[Collected data entries]
use crate::error::ApiError;
use crate::manager::PipelineManager;
use crate::stream::mjpeg_response;
use anyhow::{Context, anyhow};
use axum::extract::{DefaultBodyLimit, Multipart, Path, State};
use axum::response::{Html, Response};
use axum::routing::{get, post};
use axum::{Json, Router};
use serde::Deserialize;
use serde_json::{Value, json};
use std::path::{Path as FsPath, PathBuf};
use std::sync::Arc;
use tower_http::cors::CorsLayer;

pub fn router(manager: Arc<PipelineManager>) -> Router {
    // Video uploads dwarf axum's 2 MB default body cap.
    let body_limit = DefaultBodyLimit::max(manager.upload_limit_bytes());
    Router::new()
        .route("/", get(index))
        .route("/set_ip", post(set_ip))
        .route("/upload", post(upload))
        .route("/video_feed/:camera_id", get(video_feed))
        .layer(CorsLayer::permissive())
        .layer(body_limit)
        .with_state(manager)
}

async fn index() -> Html<&'static str> {
    Html(INDEX_PAGE)
}

#[derive(Deserialize)]
struct SetIpRequest {
    camera_id: u32,
    ip: String,
}

async fn set_ip(
    State(manager): State<Arc<PipelineManager>>,
    Json(request): Json<SetIpRequest>,
) -> Json<Value> {
    manager.register_live(request.camera_id, &request.ip);
    Json(json!({ "message": "IP address set successfully" }))
}

async fn upload(
    State(manager): State<Arc<PipelineManager>>,
    mut multipart: Multipart,
) -> Result<Json<Value>, ApiError> {
    let mut file: Option<(String, axum::body::Bytes)> = None;
    let mut camera_id: Option<u32> = None;

    while let Some(field) = multipart
        .next_field()
        .await
        .map_err(|error| ApiError::UploadValidation(error.to_string()))?
    {
        match field.name() {
            Some("file") => {
                let name = field.file_name().unwrap_or_default().to_string();
                let data = field
                    .bytes()
                    .await
                    .map_err(|error| ApiError::UploadValidation(error.to_string()))?;
                file = Some((name, data));
            }
            Some("camera_id") => {
                let text = field
                    .text()
                    .await
                    .map_err(|error| ApiError::UploadValidation(error.to_string()))?;
                camera_id = text.trim().parse().ok();
            }
            _ => {}
        }
    }

    let (name, data) =
        file.ok_or_else(|| ApiError::UploadValidation("no file part".to_string()))?;
    let camera_id =
        camera_id.ok_or_else(|| ApiError::UploadValidation("invalid camera id".to_string()))?;
    let filename = stored_filename(&name)
        .ok_or_else(|| ApiError::UploadValidation("no selected file".to_string()))?;
    let destination = PathBuf::from(manager.uploads_dir()).join(filename);

    let worker_manager = Arc::clone(&manager);
    tokio::task::spawn_blocking(move || -> anyhow::Result<()> {
        std::fs::write(&destination, &data)
            .with_context(|| format!("failed to persist upload to {}", destination.display()))?;
        worker_manager.start_file_processing(camera_id, &destination)
    })
    .await
    .map_err(|error| ApiError::Internal(anyhow!(error)))??;

    Ok(Json(json!({ "message": "File uploaded successfully" })))
}

async fn video_feed(
    State(manager): State<Arc<PipelineManager>>,
    Path(camera_id): Path<u32>,
) -> Result<Response, ApiError> {
    // get_feed may start a snapshot poller, which builds a blocking
    // HTTP client; keep that off the async workers.
    let feed = tokio::task::spawn_blocking(move || manager.get_feed(camera_id))
        .await
        .map_err(|error| ApiError::Internal(anyhow!(error)))??;
    Ok(mjpeg_response(feed))
}

/// Strip any path components from a client-supplied filename.
fn stored_filename(name: &str) -> Option<String> {
    let filename = FsPath::new(name).file_name()?.to_str()?;
    if filename.is_empty() || filename == ".." || filename == "." {
        return None;
    }
    Some(filename.to_string())
}

const INDEX_PAGE: &str = r#"<!DOCTYPE html>
<html>
<head>
  <meta charset="utf-8">
  <title>Fall Detection</title>
</head>
<body>
  <h1>Fall Detection</h1>
  <form id="upload" action="/upload" method="post" enctype="multipart/form-data">
    <input type="file" name="file">
    <input type="number" name="camera_id" value="0" min="0">
    <button type="submit">Upload video</button>
  </form>
  <form id="set-ip" onsubmit="return setIp(event)">
    <input type="text" id="ip" placeholder="camera address">
    <input type="number" id="ip-camera-id" value="0" min="0">
    <button type="submit">Set camera IP</button>
  </form>
  <img src="/video_feed/0" alt="camera 0" width="640">
  <script>
    function setIp(event) {
      event.preventDefault();
      fetch('/set_ip', {
        method: 'POST',
        headers: { 'Content-Type': 'application/json' },
        body: JSON.stringify({
          camera_id: Number(document.getElementById('ip-camera-id').value),
          ip: document.getElementById('ip').value,
        }),
      });
      return false;
    }
  </script>
</body>
</html>
"#;

#[cfg(test)]
mod tests {
    use super::*;
    use crate::config::GatewayConfig;
    use axum::body::Body;
    use axum::http::{Request, StatusCode, header};
    use image::RgbImage;
    use pipeline::errors::EstimatorError;
    use pipeline::{PoseEstimator, SubjectDetection};
    use tower::ServiceExt;

    struct EmptyEstimator;

    impl PoseEstimator for EmptyEstimator {
        fn estimate(
            &self,
            _frame: &RgbImage,
        ) -> Result<Vec<SubjectDetection>, EstimatorError> {
            Ok(Vec::new())
        }
    }

    fn test_router(uploads_dir: &FsPath) -> Router {
        let mut config = GatewayConfig::from_env().unwrap();
        config.uploads_dir = uploads_dir.to_str().unwrap().to_string();
        let manager = Arc::new(PipelineManager::new(config, Arc::new(EmptyEstimator)));
        router(manager)
    }

    fn multipart_body(boundary: &str, file: Option<(&str, &[u8])>, camera_id: &str) -> Vec<u8> {
        let mut body = Vec::new();
        if let Some((filename, data)) = file {
            body.extend_from_slice(
                format!(
                    "--{boundary}\r\nContent-Disposition: form-data; \
                     name=\"file\"; filename=\"{filename}\"\r\n\
                     Content-Type: video/mp4\r\n\r\n"
                )
                .as_bytes(),
            );
            body.extend_from_slice(data);
            body.extend_from_slice(b"\r\n");
        }
        body.extend_from_slice(
            format!(
                "--{boundary}\r\nContent-Disposition: form-data; \
                 name=\"camera_id\"\r\n\r\n{camera_id}\r\n--{boundary}--\r\n"
            )
            .as_bytes(),
        );
        body
    }

    fn upload_request(boundary: &str, body: Vec<u8>) -> Request<Body> {
        Request::builder()
            .method("POST")
            .uri("/upload")
            .header(
                header::CONTENT_TYPE,
                format!("multipart/form-data; boundary={boundary}"),
            )
            .body(Body::from(body))
            .unwrap()
    }

    #[tokio::test]
    async fn upload_larger_than_two_megabytes_reaches_the_handler() {
        let dir = tempfile::tempdir().unwrap();
        let app = test_router(dir.path());

        let payload = vec![0u8; 3 * 1024 * 1024];
        let body = multipart_body("reqbound", Some(("clip.mp4", &payload)), "0");
        let response = app.oneshot(upload_request("reqbound", body)).await.unwrap();

        // The payload is not a decodable video, so processing fails
        // after the file lands on disk; the parser must not have cut
        // the request short.
        assert_ne!(response.status(), StatusCode::BAD_REQUEST);
        assert!(dir.path().join("clip.mp4").exists());
    }

    #[tokio::test]
    async fn upload_without_file_part_is_a_validation_error() {
        let dir = tempfile::tempdir().unwrap();
        let app = test_router(dir.path());

        let body = multipart_body("reqbound", None, "0");
        let response = app.oneshot(upload_request("reqbound", body)).await.unwrap();

        assert_eq!(response.status(), StatusCode::BAD_REQUEST);
    }

    #[test]
    fn stored_filename_strips_directories() {
        assert_eq!(stored_filename("clip.mp4").as_deref(), Some("clip.mp4"));
        assert_eq!(
            stored_filename("/tmp/evil/../clip.mp4").as_deref(),
            Some("clip.mp4")
        );
    }

    #[test]
    fn stored_filename_rejects_empty_and_dot_names() {
        assert_eq!(stored_filename(""), None);
        assert_eq!(stored_filename("/"), None);
        assert_eq!(stored_filename(".."), None);
    }
}
use crate::environment::Environment;
use tracing_subscriber::{layer::SubscriberExt, util::SubscriberInitExt};

/// Initialize the global tracing subscriber.
///
/// Filtering comes from `RUST_LOG` (defaults to "info"). Development
/// gets pretty ANSI output, production gets JSON lines.
pub fn setup_logging(environment: Environment) {
    let env_filter =
        tracing_subscriber::EnvFilter::try_from_default_env().unwrap_or_else(|_| "info".into());

    let registry = tracing_subscriber::registry().with(env_filter);

    match environment {
        Environment::Production => {
            registry
                .with(tracing_subscriber::fmt::layer().json().with_level(true))
                .init();
        }
        Environment::Development => {
            registry
                .with(tracing_subscriber::fmt::layer().pretty().with_ansi(true))
                .init();
        }
    }
}
use crate::buffer::FrameBuffer;
use crate::frame::decode_image;
use anyhow::{Context, Result};
use image::RgbImage;
use std::sync::Arc;
use std::sync::atomic::{AtomicBool, Ordering};
use std::thread::{self, JoinHandle};
use std::time::Duration;

/// Pause after a failed fetch so a dead camera does not spin the pool.
const FETCH_FAIL_PAUSE: Duration = Duration::from_millis(100);

#[derive(Debug, Clone)]
pub struct PollerConfig {
    /// Snapshot endpoint; a GET here returns one JPEG per request.
    pub snapshot_url: String,
    pub workers: usize,
    pub buffer_capacity: usize,
    pub fetch_timeout: Duration,
}

impl PollerConfig {
    pub fn new(snapshot_url: impl Into<String>) -> Self {
        Self {
            snapshot_url: snapshot_url.into(),
            workers: 3,
            buffer_capacity: 5,
            fetch_timeout: Duration::from_secs(1),
        }
    }
}

/// Worker pool polling a network camera's snapshot endpoint.
///
/// Each worker loops a single GET; successful frames land in a shared
/// drop-oldest buffer, failures of any kind count as "no frame this
/// attempt" and are retried next cycle. Shutdown is cooperative: the
/// stop flag is checked once per iteration and `stop` joins the pool.
pub struct SnapshotPoller {
    buffer: Arc<FrameBuffer>,
    stop: Arc<AtomicBool>,
    workers: Vec<JoinHandle<()>>,
}

impl SnapshotPoller {
    pub fn start(config: PollerConfig) -> Result<Self> {
        let buffer = Arc::new(FrameBuffer::new(config.buffer_capacity));
        let stop = Arc::new(AtomicBool::new(false));
        let client = reqwest::blocking::Client::builder()
            .timeout(config.fetch_timeout)
            .build()
            .context("failed to build snapshot http client")?;

        let workers = (0..config.workers)
            .map(|worker| {
                let buffer = Arc::clone(&buffer);
                let stop = Arc::clone(&stop);
                let client = client.clone();
                let url = config.snapshot_url.clone();
                thread::Builder::new()
                    .name(format!("snapshot-poll-{worker}"))
                    .spawn(move || {
                        tracing::debug!(worker, url = %url, "snapshot worker started");
                        while !stop.load(Ordering::Relaxed) {
                            match fetch_frame(&client, &url) {
                                Some(frame) => buffer.push(frame),
                                None => thread::sleep(FETCH_FAIL_PAUSE),
                            }
                        }
                        tracing::debug!(worker, "snapshot worker stopped");
                    })
                    .context("failed to spawn snapshot worker")
            })
            .collect::<Result<Vec<_>>>()?;

        Ok(Self {
            buffer,
            stop,
            workers,
        })
    }

    /// Newest captured frame, or None before the first success.
    pub fn latest(&self) -> Option<RgbImage> {
        self.buffer.latest()
    }

    /// Shared handle to the raw-frame buffer.
    pub fn buffer(&self) -> Arc<FrameBuffer> {
        Arc::clone(&self.buffer)
    }

    /// Signal the pool to stop and block until every worker has exited.
    pub fn stop(self) {
        self.stop.store(true, Ordering::Relaxed);
        for worker in self.workers {
            let _ = worker.join();
        }
    }
}

/// One polling attempt. Network errors, timeouts, non-200 statuses,
/// and undecodable bodies all yield None; the next cycle tries again.
fn fetch_frame(client: &reqwest::blocking::Client, url: &str) -> Option<RgbImage> {
    let response = match client.get(url).send() {
        Ok(response) => response,
        Err(error) => {
            tracing::trace!(url, %error, "snapshot fetch failed");
            return None;
        }
    };

    if response.status() != reqwest::StatusCode::OK {
        tracing::trace!(url, status = %response.status(), "snapshot fetch rejected");
        return None;
    }

    let body = response.bytes().ok()?;
    match decode_image(&body) {
        Ok(frame) => Some(frame),
        Err(error) => {
            tracing::trace!(url, %error, "snapshot body not decodable");
            None
        }
    }
}

#[cfg(test)]
mod tests {
    use super::*;
    use crate::frame::encode_jpeg;
    use std::io::{Read, Write};
    use std::net::TcpListener;

    fn blocking_client() -> reqwest::blocking::Client {
        reqwest::blocking::Client::builder()
            .timeout(Duration::from_millis(500))
            .build()
            .unwrap()
    }

    /// Serve exactly one canned HTTP response on a loopback port.
    fn one_shot_server(status_line: &'static str, content_type: &'static str, body: Vec<u8>) -> String {
        let listener = TcpListener::bind("127.0.0.1:0").unwrap();
        let addr = listener.local_addr().unwrap();
        thread::spawn(move || {
            if let Ok((mut stream, _)) = listener.accept() {
                let mut request = [0u8; 1024];
                let _ = stream.read(&mut request);
                let header = format!(
                    "{status_line}\r\nContent-Type: {content_type}\r\nContent-Length: {}\r\nConnection: close\r\n\r\n",
                    body.len()
                );
                let _ = stream.write_all(header.as_bytes());
                let _ = stream.write_all(&body);
            }
        });
        format!("http://{addr}/")
    }

    #[test]
    fn successful_fetch_decodes_a_frame() {
        let jpeg = encode_jpeg(&RgbImage::from_pixel(16, 16, image::Rgb([9, 9, 9]))).unwrap();
        let url = one_shot_server("HTTP/1.1 200 OK", "image/jpeg", jpeg);

        let frame = fetch_frame(&blocking_client(), &url);
        assert_eq!(frame.unwrap().dimensions(), (16, 16));
    }

    #[test]
    fn non_200_response_yields_no_frame() {
        let url = one_shot_server("HTTP/1.1 404 Not Found", "text/plain", b"gone".to_vec());
        assert!(fetch_frame(&blocking_client(), &url).is_none());
    }

    #[test]
    fn undecodable_body_yields_no_frame() {
        let url = one_shot_server("HTTP/1.1 200 OK", "image/jpeg", vec![1, 2, 3, 4]);
        assert!(fetch_frame(&blocking_client(), &url).is_none());
    }

    #[test]
    fn connection_failure_yields_no_frame_and_leaves_buffer_alone() {
        // Grab a port, then close it so connections are refused.
        let listener = TcpListener::bind("127.0.0.1:0").unwrap();
        let addr = listener.local_addr().unwrap();
        drop(listener);

        let buffer = FrameBuffer::new(5);
        assert!(fetch_frame(&blocking_client(), &format!("http://{addr}/")).is_none());
        assert!(buffer.is_empty());
    }

    #[test]
    fn stop_joins_all_workers() {
        let listener = TcpListener::bind("127.0.0.1:0").unwrap();
        let addr = listener.local_addr().unwrap();
        drop(listener);

        let mut config = PollerConfig::new(format!("http://{addr}/"));
        config.workers = 2;
        config.fetch_timeout = Duration::from_millis(100);

        let poller = SnapshotPoller::start(config).unwrap();
        assert!(poller.latest().is_none());
        poller.stop();
    }
}
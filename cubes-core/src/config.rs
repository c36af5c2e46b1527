/// Scene configuration, loadable from TOML
use serde::{Deserialize, Serialize};
use std::path::Path;

use crate::error::Result;

/// Every field has a default, so an empty document yields the stock
/// three-cube scene and a partial one overrides only what it names.
#[derive(Debug, Clone, PartialEq, Serialize, Deserialize)]
pub struct SceneConfig {
    #[serde(default)]
    pub camera: CameraConfig,
    #[serde(default)]
    pub light: LightConfig,
    #[serde(default)]
    pub material: MaterialConfig,
    #[serde(default = "default_cubes")]
    pub cubes: Vec<CubeConfig>,
    /// Per-index speed increment: cube `i` spins at `1 + i * speed_step`
    #[serde(default = "default_speed_step")]
    pub speed_step: f64,
    #[serde(default)]
    pub clear_color: u32,
}

#[derive(Debug, Clone, PartialEq, Serialize, Deserialize)]
pub struct CameraConfig {
    /// Vertical field of view in degrees
    #[serde(default = "default_fov")]
    pub fov: f32,
    #[serde(default = "default_aspect")]
    pub aspect: f32,
    #[serde(default = "default_near")]
    pub near: f32,
    #[serde(default = "default_far")]
    pub far: f32,
    #[serde(default = "default_camera_position")]
    pub position: [f32; 3],
    #[serde(default)]
    pub target: [f32; 3],
}

#[derive(Debug, Clone, PartialEq, Serialize, Deserialize)]
pub struct LightConfig {
    #[serde(default = "default_white")]
    pub color: u32,
    #[serde(default = "default_intensity")]
    pub intensity: f32,
    #[serde(default = "default_light_position")]
    pub position: [f32; 3],
}

#[derive(Debug, Clone, PartialEq, Serialize, Deserialize)]
pub struct MaterialConfig {
    #[serde(default = "default_specular")]
    pub specular: u32,
    #[serde(default = "default_shininess")]
    pub shininess: f32,
}

#[derive(Debug, Clone, Copy, PartialEq, Serialize, Deserialize)]
pub struct CubeConfig {
    pub color: u32,
    pub x: f32,
}

fn default_fov() -> f32 {
    75.0
}

fn default_aspect() -> f32 {
    2.0
}

fn default_near() -> f32 {
    0.1
}

fn default_far() -> f32 {
    5.0
}

fn default_camera_position() -> [f32; 3] {
    [0.0, 0.0, 2.0]
}

fn default_white() -> u32 {
    0xffffff
}

fn default_intensity() -> f32 {
    1.0
}

fn default_light_position() -> [f32; 3] {
    [-1.0, 2.0, 4.0]
}

fn default_specular() -> u32 {
    0x111111
}

fn default_shininess() -> f32 {
    30.0
}

fn default_speed_step() -> f64 {
    0.1
}

fn default_cubes() -> Vec<CubeConfig> {
    vec![
        CubeConfig {
            color: 0x44aa88,
            x: 0.0,
        },
        CubeConfig {
            color: 0x8844aa,
            x: -2.0,
        },
        CubeConfig {
            color: 0xaa8844,
            x: 2.0,
        },
    ]
}

impl SceneConfig {
    pub fn from_toml_str(source: &str) -> Result<Self> {
        Ok(toml::from_str(source)?)
    }

    pub fn load(path: impl AsRef<Path>) -> Result<Self> {
        let source = std::fs::read_to_string(path)?;
        Self::from_toml_str(&source)
    }
}

impl Default for SceneConfig {
    fn default() -> Self {
        Self {
            camera: CameraConfig::default(),
            light: LightConfig::default(),
            material: MaterialConfig::default(),
            cubes: default_cubes(),
            speed_step: default_speed_step(),
            clear_color: 0x000000,
        }
    }
}

impl Default for CameraConfig {
    fn default() -> Self {
        Self {
            fov: default_fov(),
            aspect: default_aspect(),
            near: default_near(),
            far: default_far(),
            position: default_camera_position(),
            target: [0.0; 3],
        }
    }
}

impl Default for LightConfig {
    fn default() -> Self {
        Self {
            color: default_white(),
            intensity: default_intensity(),
            position: default_light_position(),
        }
    }
}

impl Default for MaterialConfig {
    fn default() -> Self {
        Self {
            specular: default_specular(),
            shininess: default_shininess(),
        }
    }
}
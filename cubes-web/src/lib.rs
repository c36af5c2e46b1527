/// Cubes Web - WebGL2 renderer for the rotating-cubes scene
///
/// Draws the scene from `cubes-core` into a `<canvas>` on every animation
/// frame and saves screenshots as client-side downloads.

// Only compile wasm-specific code when targeting wasm32.
#[cfg(target_arch = "wasm32")]
mod app;
#[cfg(target_arch = "wasm32")]
pub mod canvas;
#[cfg(target_arch = "wasm32")]
pub mod download;
#[cfg(target_arch = "wasm32")]
pub mod frame_loop;
#[cfg(target_arch = "wasm32")]
mod gl;

#[cfg(target_arch = "wasm32")]
pub use app::App;

#[cfg(target_arch = "wasm32")]
use wasm_bindgen::prelude::*;

/// Entry point: install the panic hook and console logger.
#[cfg(target_arch = "wasm32")]
#[wasm_bindgen(start)]
pub fn main() -> Result<(), JsValue> {
    // Setup panic hook for better error messages in browser console
    console_error_panic_hook::set_once();
    console_log::init_with_level(log::Level::Info)
        .map_err(|err| JsValue::from_str(&err.to_string()))?;
    log::info!("cubes-web initialized");
    Ok(())
}

/// Start the scene on `#canvas` with `#screenshot` as the capture button.
#[cfg(target_arch = "wasm32")]
#[wasm_bindgen]
pub fn run() -> Result<App, JsValue> {
    App::new("#canvas", Some("#screenshot".to_string()))
}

Goal of the exercise
Restate the data verbatim through the "default body cap." line.

Exercise response
use crate::error::ApiError;
use crate::manager::PipelineManager;
use crate::stream::mjpeg_response;
use anyhow::{Context, anyhow};
use axum::extract::{DefaultBodyLimit, Multipart, Path, State};
use axum::response::{Html, Response};
use axum::routing::{get, post};
use axum::{Json, Router};
use serde::Deserialize;
use serde_json::{Value, json};
use std::path::{Path as FsPath, PathBuf};
use std::sync::Arc;
use tower_http::cors::CorsLayer;

pub fn router(manager: Arc<PipelineManager>) -> Router {
    // Video uploads dwarf axum's 2 MB default body cap.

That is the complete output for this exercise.